Aos 24 anos, a tenista turca Zeynep Sonmez alcança a melhor fase de sua trajetória profissional, consolidando-se no top 50 da WTA Tour. Contudo, sua ascensão à elite do tênis mundial foi marcada por obstáculos singulares, especialmente por ter se desenvolvido em um país, a Turquia, que carece de uma cultura tenística profundamente enraizada.
Em uma entrevista concedida à revista turca Bee Haber, Sonmez detalhou como a ausência de uma tradição consolidada na modalidade exigiu que ela construísse grande parte de seu conhecimento e habilidades na prática, sem o suporte e a estrutura frequentemente encontrados em nações com maior histórico no esporte. Sua jornada, portanto, difere significativamente da de muitas de suas colegas de circuito.
A construção de uma carreira em meio à ausência de tradição
A tenista enfatiza que sua realidade não serve como justificativa para dificuldades, mas sim como um fator que moldou um processo de desenvolvimento distinto. Enquanto muitas atletas aprendem aspectos cruciais do esporte desde cedo, por meio de uma cultura tenística difundida, Sonmez precisou adquirir quase todo o seu conhecimento por meio da experiência direta em quadra.
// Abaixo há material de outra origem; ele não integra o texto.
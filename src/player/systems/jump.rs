//! Player domain: the jump state machine.
//!
//! `advance` is the pure per-tick step; `update_jump_state` wires it to the
//! ECS, maintains the intent flags, and queues the jump/land notifications.

use bevy::ecs::message::MessageWriter;
use bevy::prelude::*;

use crate::player::events::{JumpedEvent, LandedEvent};
use crate::player::{ControlEnabled, GroundContact, JumpIntent, JumpState, MovementInput, Player};

/// Edge effect produced by a transition.
#[derive(Debug, Clone, Copy, PartialEq, Eq)]
pub(crate) enum JumpEffect {
    Jumped,
    Landed,
}

/// Outcome of one state-machine tick.
#[derive(Debug, PartialEq, Eq)]
pub(crate) struct JumpStep {
    pub next: JumpState,
    /// True only on the `PrepareToJump -> Jumping` tick.
    pub jump_requested: bool,
    pub effect: Option<JumpEffect>,
}

impl JumpStep {
    fn stay(state: JumpState) -> Self {
        Self {
            next: state,
            jump_requested: false,
            effect: None,
        }
    }
}

/// Advance the jump lifecycle by one tick.
///
/// `PrepareToJump` separates the take-off impulse from the airborne
/// notification: the impulse fires on the next tick while contact still
/// holds, and `Jumped` only once contact is actually lost, so collider
/// jitter cannot fake a flight. `Landed` is a one-tick transit state, which
/// pins the landing notification to exactly once per flight. A jump press
/// in any state but `Grounded` is silently dropped.
pub(crate) fn advance(state: JumpState, grounded: bool, jump_pressed: bool) -> JumpStep {
    match state {
        JumpState::Grounded if grounded && jump_pressed => JumpStep {
            next: JumpState::PrepareToJump,
            jump_requested: false,
            effect: None,
        },
        JumpState::Grounded => JumpStep::stay(JumpState::Grounded),
        JumpState::PrepareToJump => JumpStep {
            next: JumpState::Jumping,
            jump_requested: true,
            effect: None,
        },
        JumpState::Jumping if !grounded => JumpStep {
            next: JumpState::InFlight,
            jump_requested: false,
            effect: Some(JumpEffect::Jumped),
        },
        JumpState::Jumping => JumpStep::stay(JumpState::Jumping),
        JumpState::InFlight if grounded => JumpStep {
            next: JumpState::Landed,
            jump_requested: false,
            effect: Some(JumpEffect::Landed),
        },
        JumpState::InFlight => JumpStep::stay(JumpState::InFlight),
        JumpState::Landed => JumpStep {
            next: JumpState::Grounded,
            jump_requested: false,
            effect: None,
        },
    }
}

/// Run the state machine once per tick, after input sampling and before the
/// velocity policy.
pub(crate) fn update_jump_state(
    input: Res<MovementInput>,
    mut jumped: MessageWriter<JumpedEvent>,
    mut landed: MessageWriter<LandedEvent>,
    mut query: Query<
        (
            Entity,
            &mut JumpState,
            &mut JumpIntent,
            &GroundContact,
            &ControlEnabled,
        ),
        With<Player>,
    >,
) {
    for (entity, mut state, mut intent, contact, control) in &mut query {
        // Input edges are dropped while control is off; the machine itself
        // keeps running so an airborne jump completes normally.
        let jump_pressed = input.jump_just_pressed && control.0;
        if input.jump_released && control.0 {
            intent.stop_jump_requested = true;
        }

        intent.jump_requested = false;
        let step = advance(*state, contact.on_ground, jump_pressed);

        if step.next != *state {
            debug!("Jump state: {:?} -> {:?}", *state, step.next);
        }

        *state = step.next;
        intent.jump_requested = step.jump_requested;
        if step.jump_requested {
            // Take-off supersedes any stale shortened-jump request.
            intent.stop_jump_requested = false;
        }

        match step.effect {
            Some(JumpEffect::Jumped) => {
                jumped.write(JumpedEvent { player: entity });
            }
            Some(JumpEffect::Landed) => {
                landed.write(LandedEvent { player: entity });
            }
            None => {}
        }
    }
}
//! Config domain: movement tuning loaded from RON at startup.

mod loader;
#[cfg(test)]
mod tests;
mod validation;

pub use loader::TuningLoadError;
pub use validation::ValidationError;

use bevy::prelude::*;
use serde::Deserialize;
use std::path::Path;

use crate::config::loader::load_tuning;
use crate::config::validation::validate_tuning;

/// Tunables for the movement controller and the kinematics step.
/// Installed once at startup and read-only afterwards.
#[derive(Resource, Debug, Clone, Deserialize)]
pub struct MovementTuning {
    pub max_speed: f32,
    pub jump_take_off_speed: f32,
    /// Scales the take-off speed at the moment of the impulse.
    pub jump_modifier: f32,
    /// Scales residual upward velocity when a jump is cut short.
    /// Values in (0, 1) shorten the arc; out-of-range values are accepted
    /// but change the semantics.
    pub jump_deceleration: f32,
    pub accel: f32,
    pub decel: f32,
    pub gravity: f32,
}

impl Default for MovementTuning {
    fn default() -> Self {
        Self {
            max_speed: 320.0,
            jump_take_off_speed: 450.0,
            jump_modifier: 1.5,
            jump_deceleration: 0.5,
            accel: 3000.0,
            decel: 2600.0,
            gravity: 1800.0,
        }
    }
}

pub struct ConfigPlugin;

impl Plugin for ConfigPlugin {
    fn build(&self, app: &mut App) {
        app.init_resource::<MovementTuning>()
            .add_systems(Startup, install_tuning);
    }
}

/// Load and validate `assets/data/movement.ron`, keeping the compiled
/// defaults when the file is missing, malformed, or rejected.
fn install_tuning(mut tuning: ResMut<MovementTuning>) {
    let path = Path::new("assets/data/movement.ron");

    let loaded = match load_tuning(path) {
        Ok(loaded) => loaded,
        Err(e) => {
            warn!("{}; using default movement tuning", e);
            return;
        }
    };

    let errors = validate_tuning(&loaded);
    if !errors.is_empty() {
        for error in &errors {
            error!("{}", error);
        }
        error!(
            "Rejecting {}; using default movement tuning",
            path.display()
        );
        return;
    }

    if loaded.jump_deceleration <= 0.0 || loaded.jump_deceleration >= 1.0 {
        warn!(
            "jump_deceleration {} is outside (0, 1); releasing jump will no longer shorten the arc as intended",
            loaded.jump_deceleration
        );
    }

    info!("Movement tuning loaded from {}", path.display());
    *tuning = loaded;
}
Essa diferença se estende à transmissão de conhecimento entre gerações. Em países com forte tradição no tênis, atletas mais jovens se beneficiam da experiência de jogadores anteriores. No cenário turco, essa troca ainda é limitada, fazendo com que Sonmez enfrente situações inéditas com maior frequência do que suas adversárias que cresceram em potências da modalidade.
As exigências mentais e físicas da elite do tênis
Alcançar o top 50 já é um feito notável, mas a permanência entre as melhores do mundo impõe uma rotina ainda mais rigorosa. Além da preparação técnica e física intensas, o calendário do circuito profissional exige que as tenistas passem a maior parte do ano em viagens constantes, adaptando-se a diferentes superfícies, fusos horários e culturas, com pouco tempo para descanso ou convívio familiar.
Para Zeynep Sonmez, a gestão da distância de casa foi um dos aspectos mais desafiadores desde que começou a competir regularmente nos principais torneios. Ela ressalta a necessidade de uma força mental excepcional para suportar a rotina de viagens quase semanais e a inevitável separação da família e entes queridos.
O sacrifício e a rotina de uma atleta profissional
A tenista turca revelou que, especialmente no início de sua carreira, as derrotas em partidas frequentemente despertavam o desejo de interromper a sequência de torneios e retornar para casa. Essa ânsia por proximidade familiar sempre representou um peso emocional significativo em sua trajetória.
Com o amadurecimento profissional, Sonmez compreendeu que o circuito raramente permite pausas prolongadas. Uma eliminação em um torneio muitas vezes significa o início imediato da preparação para o próximo evento, que pode ocorrer em outro continente. Para ilustrar a intensidade dessa rotina, ela compartilhou que, no ano passado, passou apenas 50 dias em seu país natal, a Turquia.
Zeynep Sonmez e o legado para o tênis turco
Aos 24 anos, Zeynep Sonmez é a principal referência do tênis feminino na Turquia. Natural de Istambul, a jogadora destra de 1,70 m ocupa a 48ª posição no ranking de simples, o melhor de sua carreira. Ela já conquistou um título na elite do circuito, o WTA 250 de Mérida, em 2024, disputado em piso duro.
Seus melhores resultados em Grand Slams incluem a terceira rodada de Wimbledon em 2025 e do Australian Open em 2026. Sonmez também fez história ao se tornar a segunda turca a alcançar o top 100 da WTA, seguindo os passos de Cagla Buyukakcay, que chegou ao 60º lugar em 2016 e conquistou o único título de WTA da carreira em Istambul. Ao longo de sua carreira, Sonmez já acumulou mais de US$ 2,1 milhões em premiações no circuito profissional.